The word "value" implies subjectivity. The word "inherent" implies objectivity. If we're trying to talk in a very careful way, nothing has inherent value, because that phrase is explicitly contradictory.
If there is no one to value something, it doesn't have value. That's what value is. Life can't be inherently valuable, because if it disappeared, no one would care. If there were someone to miss it, they would be life, and then we wouldn't have that problem.
Wow, great post!
There's a lot of consciousness-type parallels between cultural studies and environmentalism.
In an ecology class I took a student asked "what's the ethical obligation for preserving biodiversity?" and the teacher said "Well the common response is that we may unwittingly destroy a miracle species that could cure a human disease, but I think that definition is lacking. Biodiversity is a good in and of itself and independent to human needs."
Similarly, it's unjust to value one culture or group of people strictly in relation to their usefulness to a dominant culture. This is the paradigm which feminism, anti-racism and other social movements seek to undo.

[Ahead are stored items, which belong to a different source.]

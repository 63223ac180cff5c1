//! Meal counts.
//!
//! A member eats up to three meals a day and half meals are allowed, so a
//! count is stored as a whole number of **halves** to keep sums exact.

use std::{
    fmt,
    iter::Sum,
    ops::{Add, AddAssign},
    str::FromStr,
};

use serde::{Deserialize, Serialize};

use crate::EngineError;

/// Non-negative number of meals in steps of one half.
///
/// ```rust
/// use engine::MealCount;
///
/// let count: MealCount = "1.5".parse().unwrap();
/// assert_eq!(count.halves(), 3);
/// assert_eq!(count.to_string(), "1.5");
/// assert!("0.3".parse::<MealCount>().is_err());
/// ```
#[derive(
    Clone, Copy, Debug, Default, PartialEq, Eq, PartialOrd, Ord, Hash, Serialize, Deserialize,
)]
#[serde(into = "f64", try_from = "f64")]
pub struct MealCount(i64);

impl MealCount {
    pub const ZERO: MealCount = MealCount(0);

    /// Build a count from a number of half meals.
    ///
    /// # Errors
    ///
    /// [`EngineError::InvalidAmount`] when `halves` is negative.
    pub fn from_halves(halves: i64) -> Result<Self, EngineError> {
        if halves < 0 {
            return Err(EngineError::InvalidAmount(
                "meal count must be >= 0".to_string(),
            ));
        }
        Ok(Self(halves))
    }

    /// Whole meals, without validation. Used for literals in tests and docs.
    #[must_use]
    pub const fn whole(meals: u32) -> Self {
        Self(meals as i64 * 2)
    }

    #[must_use]
    pub const fn halves(self) -> i64 {
        self.0
    }

    #[must_use]
    pub const fn is_zero(self) -> bool {
        self.0 == 0
    }

    /// Meals as a real number, the weight handed to the allocation engine.
    #[must_use]
    pub fn as_f64(self) -> f64 {
        self.0 as f64 / 2.0
    }
}

impl fmt::Display for MealCount {
    fn fmt(&self, f: &mut fmt::Formatter<'_>) -> fmt::Result {
        if self.0 % 2 == 0 {
            write!(f, "{}", self.0 / 2)
        } else {
            write!(f, "{}.5", self.0 / 2)
        }
    }
}

impl Add for MealCount {
    type Output = MealCount;

    fn add(self, rhs: MealCount) -> Self::Output {
        MealCount(self.0 + rhs.0)
    }
}

impl AddAssign for MealCount {
    fn add_assign(&mut self, rhs: MealCount) {
        self.0 += rhs.0;
    }
}

impl Sum for MealCount {
    fn sum<I: Iterator<Item = MealCount>>(iter: I) -> Self {
        iter.fold(MealCount::ZERO, Add::add)
    }
}

impl From<MealCount> for f64 {
    fn from(value: MealCount) -> Self {
        value.as_f64()
    }
}

impl TryFrom<f64> for MealCount {
    type Error = EngineError;

    fn try_from(value: f64) -> Result<Self, Self::Error> {
        if !value.is_finite() || value < 0.0 {
            return Err(EngineError::InvalidAmount(format!(
                "meal count must be >= 0, got {value}"
            )));
        }
        let halves = value * 2.0;
        if halves.fract() != 0.0 {
            return Err(EngineError::InvalidAmount(format!(
                "meal count must be a multiple of 0.5, got {value}"
            )));
        }
        Self::from_halves(halves as i64)
    }
}

impl FromStr for MealCount {
    type Err = EngineError;

    /// Parses `"2"`, `"1.5"` or `"0,5"`. An empty string is zero meals.
    fn from_str(s: &str) -> Result<Self, Self::Err> {
        let invalid = || EngineError::InvalidAmount(format!("invalid meal count: {s}"));

        let trimmed = s.trim().replace(',', ".");
        if trimmed.is_empty() {
            return Ok(MealCount::ZERO);
        }

        let (whole, frac) = match trimmed.split_once('.') {
            Some((whole, frac)) => (whole, frac),
            None => (trimmed.as_str(), ""),
        };
        if whole.is_empty() || !whole.chars().all(|c| c.is_ascii_digit()) {
            return Err(invalid());
        }
        let whole: i64 = whole.parse().map_err(|_| invalid())?;
        let half = match frac.trim_end_matches('0') {
            "" => 0,
            "5" => 1,
            _ => return Err(invalid()),
        };

        whole
            .checked_mul(2)
            .and_then(|v| v.checked_add(half))
            .ok_or_else(invalid)
            .and_then(Self::from_halves)
    }
}

/// Meals of one member on one day.
#[derive(Clone, Copy, Debug, Default, PartialEq, Eq, Serialize, Deserialize)]
pub struct DayMeals {
    pub breakfast: MealCount,
    pub lunch: MealCount,
    pub dinner: MealCount,
}

impl DayMeals {
    pub fn new(breakfast: MealCount, lunch: MealCount, dinner: MealCount) -> Self {
        Self {
            breakfast,
            lunch,
            dinner,
        }
    }

    #[must_use]
    pub fn total(&self) -> MealCount {
        self.breakfast + self.lunch + self.dinner
    }

    #[must_use]
    pub fn is_empty(&self) -> bool {
        self.total().is_zero()
    }
}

I get what you're getting at, but I need some details filled in to truly get it as it applies to society in the now.
Are you suggesting that there is an idea through out our culture that we consider some other cultures completely expendable in an outright, unabashed fashion? Or, through the idea of humanity's logic and theory is a reflection of cultural values in general, that there's an unconscious belief in such thing?
It may be that it's getting late for me, but I'm missing a part of the connection. Though, I like where you're going and find it interesting because I'd never thought of the two disparate areas so closely before.
I see many problems with several things you're saying, but I'll just go with the obvious one.
The theory of a keystone species is not supposed to be normative. It doesn't make "right" or "wrong" judgments. It just tries to describe probably results in various circumstances. You're trying to argue with a scientific study of probability on the basis of your feel-good theory of why life is inherently valuable that really has nothing to do with anything.
You're trying to make a scientific theory into something it's not in order to relate it to a social problem that no one is even arguing against. Moreover, even if we accepted the analogy, the social problem would be the one validating the ethics of the environmental one, since that's the one that's in question in the first place.
I guess I should make one reply post instead of replying piece-meal. There are aspects of nature that are not great for people directly, but as Salad noted nature has value for itself, and things that can be harmful directly, can benefit indirectly, such as moderating population size.
As for the tree falling in the forest with no-one to hear it argument, you're holding to tightly to only humans caring. So what if the next island in the Hawaiian chain won't form for several million years. Niche renewal is important to earth systems as a whole, humans aren't the only part and will eventually go extinct. I guess it's part of a persons experience that guides the way one views how and why the world operates, which I am not capable of explaining in regards to mine. At least not in a posting format.
As for Gular's comment I think the former question is what I would agree with, and the point I am trying to make. My group, whatever it my be, is better than others for reason x
This species is better than others for reason x
X=Contributes more to the whole in this case.
I am saying the myth is that this group or species contributes more, and that if this myth pervades then groups/species seen as less able to contribute, will be easier to attack, more palatable to exploit.
I'm not arguing why life is inherently valuable. I'm arguing that setting up x as better than y and z and etc... for whatever reason can harm the whole. Whether it be ethnicities in a country, or species in an ecosystem, as the keystone species concept does.